To return to the subject of a general local interdict, but non-personal in kind, the law authorizes the private celebration of Mass and the choir office, the doors of the church being closed (c. lvii, "De sent. exc.", and c. xxiv, eod. in VI), and also the administration of confirmation; on the other hand canonical authors did not allow extreme unction for the sick, but Pius X permits it. To these relaxations must be added the exceptions made in time of interdict for the celebration of the great feasts of Christmas, Easter, Pentecost, the Assumption, Corpus Christi, and its octave.
(2)The particular local interdict
The particular local interdict has the same effects, but they are limited to the interdicted place or church. The above-mentioned mitigations, however, are not allowed. Whoever knowingly celebrates or causes to be celebrated the Divine offices in an interdicted place incurs ipso facto the prohibition against entering the church until he has made amends (Const. Ap. Sedis, interd., n. 2); and any cleric who knowingly celebrates any Divine office in a place interdicted by name becomes irregular (C. xviii, "De sent. excomm." in VI), but not if he administers a sacrament to an interdicted individual, as the law has not legislated for such a case.
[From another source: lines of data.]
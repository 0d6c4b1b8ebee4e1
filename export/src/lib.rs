//! CSV export for SQLite viewer grids.
//!
//! [`write_csv`] writes a [`ResultSet`](sqlite_viewer_core::ResultSet) as a
//! `;`-separated, BOM-prefixed UTF-8 file; [`read_csv`] reads such a file
//! back for verification. [`default_export_name`] suggests a timestamped
//! file name for the selected table.
//!
//! # Example
//!
//! ```no_run
//! use sqlite_viewer_core::{ResultSet, Value};
//! use sqlite_viewer_export::{CsvOptions, write_csv};
//!
//! let set = ResultSet::from_values(
//!     vec!["id".into(), "name".into()],
//!     vec![vec![Value::Integer(1), Value::from("Ada")]],
//! );
//! let rows = write_csv("people.csv", &set, &CsvOptions::default()).unwrap();
//! assert_eq!(rows, 1);
//! ```

mod csv_file;
mod error;
mod naming;

pub use csv_file::{CsvOptions, CsvTable, read_csv, read_csv_from, write_csv, write_csv_to};
pub use error::{ExportError, Result};
pub use naming::default_export_name;
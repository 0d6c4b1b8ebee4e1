//! Spreadsheet-friendly CSV files.
//!
//! Files are written the way desktop spreadsheets in `;`-locales expect
//! them: UTF-8 with a byte-order mark, `;` between fields, quotes only where
//! a field needs them, CRLF line endings, and a header row first. NULL cells
//! are written empty and blobs as their size placeholder.

use std::fs::File;
use std::io::{Read, Write};
use std::path::Path;

use csv::{QuoteStyle, ReaderBuilder, Terminator, WriterBuilder};
use sqlite_viewer_core::ResultSet;
use tracing::info;

use crate::error::{ExportError, Result};

const UTF8_BOM: &[u8] = b"\xEF\xBB\xBF";

/// Options for writing and reading CSV files.
#[derive(Debug, Clone, Copy, PartialEq, Eq)]
pub struct CsvOptions {
    pub delimiter: char,
}

impl Default for CsvOptions {
    fn default() -> Self {
        Self { delimiter: ';' }
    }
}

impl CsvOptions {
    fn delimiter_byte(&self) -> Result<u8> {
        if self.delimiter.is_ascii() {
            Ok(self.delimiter as u8)
        } else {
            Err(ExportError::InvalidDelimiter(self.delimiter))
        }
    }
}

/// Header and string cells read back from a CSV file.
#[derive(Debug, Clone, Default, PartialEq, Eq)]
pub struct CsvTable {
    pub headers: Vec<String>,
    pub rows: Vec<Vec<String>>,
}

/// Writes `set` to `path`, replacing any existing file.
///
/// Returns the number of data rows written.
///
/// # Errors
///
/// Returns [`ExportError::NothingToExport`] if the result set has no columns
/// or no rows; nothing is written in that case.
pub fn write_csv(path: impl AsRef<Path>, set: &ResultSet, options: &CsvOptions) -> Result<usize> {
    let path = path.as_ref();
    check_exportable(set)?;
    let delimiter = options.delimiter_byte()?;

    let file = File::create(path)?;
    let written = write_records(file, set, delimiter)?;
    info!(path = %path.display(), rows = written, "exported csv");
    Ok(written)
}

/// Writes `set` as CSV (with byte-order mark) to any writer.
pub fn write_csv_to<W: Write>(writer: W, set: &ResultSet, options: &CsvOptions) -> Result<usize> {
    check_exportable(set)?;
    write_records(writer, set, options.delimiter_byte()?)
}

fn check_exportable(set: &ResultSet) -> Result<()> {
    if set.columns.is_empty() || set.is_empty() {
        return Err(ExportError::NothingToExport);
    }
    Ok(())
}

fn write_records<W: Write>(mut writer: W, set: &ResultSet, delimiter: u8) -> Result<usize> {
    writer.write_all(UTF8_BOM)?;

    let mut csv = WriterBuilder::new()
        .delimiter(delimiter)
        .quote_style(QuoteStyle::Necessary)
        .terminator(Terminator::CRLF)
        .from_writer(writer);

    csv.write_record(&set.columns)?;
    for row in &set.rows {
        csv.write_record(row.values().map(|value| value.export_text()))?;
    }
    csv.flush()?;
    Ok(set.len())
}

/// Reads a CSV file written by [`write_csv`] back into strings.
pub fn read_csv(path: impl AsRef<Path>, options: &CsvOptions) -> Result<CsvTable> {
    let mut bytes = Vec::new();
    File::open(path)?.read_to_end(&mut bytes)?;
    read_csv_from(&bytes, options)
}

/// Parses CSV bytes, skipping a leading byte-order mark.
pub fn read_csv_from(bytes: &[u8], options: &CsvOptions) -> Result<CsvTable> {
    let body = bytes.strip_prefix(UTF8_BOM).unwrap_or(bytes);
    let mut reader = ReaderBuilder::new()
        .delimiter(options.delimiter_byte()?)
        .has_headers(true)
        .from_reader(body);

    let headers = reader.headers()?.iter().map(str::to_owned).collect();
    let rows = reader
        .records()
        .map(|record| record.map(|r| r.iter().map(str::to_owned).collect()))
        .collect::<std::result::Result<Vec<Vec<String>>, _>>()?;

    Ok(CsvTable { headers, rows })
}

#[cfg(test)]
mod tests {
    use super::*;
    use sqlite_viewer_core::Value;

    fn sample() -> ResultSet {
        ResultSet::from_values(
            vec!["id".into(), "Group".into(), "note".into()],
            vec![
                vec![Value::Integer(1), Value::from("a;b"), Value::Null],
                vec![Value::Integer(2), Value::from("say \"hi\""), Value::Blob(vec![1, 2, 3])],
                vec![Value::Integer(3), Value::from("line\nbreak"), Value::Real(2.5)],
            ],
        )
    }

    #[test]
    fn test_output_has_bom_semicolons_and_minimal_quotes() {
        let mut out = Vec::new();
        let written = write_csv_to(&mut out, &sample(), &CsvOptions::default()).unwrap();
        assert_eq!(written, 3);
        assert!(out.starts_with(UTF8_BOM));

        let text = String::from_utf8(out[UTF8_BOM.len()..].to_vec()).unwrap();
        assert_eq!(
            text,
            "id;Group;note\r\n\
             1;\"a;b\";\r\n\
             2;\"say \"\"hi\"\"\";[BLOB 3 bytes]\r\n\
             3;\"line\nbreak\";2.5\r\n"
        );
    }

    #[test]
    fn test_read_back_strips_bom() {
        let mut out = Vec::new();
        write_csv_to(&mut out, &sample(), &CsvOptions::default()).unwrap();
        let table = read_csv_from(&out, &CsvOptions::default()).unwrap();
        assert_eq!(table.headers, ["id", "Group", "note"]);
        assert_eq!(table.rows[0], ["1", "a;b", ""]);
        assert_eq!(table.rows[2], ["3", "line\nbreak", "2.5"]);
    }

    #[test]
    fn test_empty_result_is_rejected() {
        let empty = ResultSet::from_values(vec!["id".into()], Vec::new());
        let mut out = Vec::new();
        assert!(matches!(
            write_csv_to(&mut out, &empty, &CsvOptions::default()),
            Err(ExportError::NothingToExport)
        ));
        assert!(out.is_empty());
    }

    #[test]
    fn test_non_ascii_delimiter_is_rejected() {
        let options = CsvOptions { delimiter: '§' };
        assert!(matches!(
            write_csv_to(Vec::new(), &sample(), &options),
            Err(ExportError::InvalidDelimiter('§'))
        ));
    }

    #[test]
    fn test_comma_delimiter() {
        let mut out = Vec::new();
        let options = CsvOptions { delimiter: ',' };
        write_csv_to(&mut out, &sample(), &options).unwrap();
        let table = read_csv_from(&out, &options).unwrap();
        assert_eq!(table.rows[0], ["1", "a;b", ""]);
    }
}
(3) The general personal interdict
The general personal interdict, which, we have seen, may be combined with the local interdict, has the same effects for all the persons who form or will form part of the group, community, or moral person under interdict: all the canons of a chapter, all the religious of a convent, all the inhabitants of a town, all those domiciled in the place, etc. They, however, escape from the interdict who are not members or who cease to be members of the body affected, e. g. a canon appointed to another benefice, a stranger who leaves the town, etc. But the mere change of locality has no liberating effect, and the interdict follows the individual members of the body wherever they may go.
(4) The particular personal interdict
The particular personal interdict, which is a real censure, affects individuals much in the same way as excommunication. They may not assist at the Divine offices or at Mass, and if they are interdicted by name they should be put out, however, if they refuse to withdraw it is not necessary to suspend the service since, after all, the interdict does not deprive them of the communion of the faithful. They may not demand to receive the sacraments, except Penance and the Viaticum, and it is not lawful to administer them. They are to be deprived of ecclesiastical burial, but Mass and the ordinary prayers may be said for them. A cleric violating the interdict becomes irregular.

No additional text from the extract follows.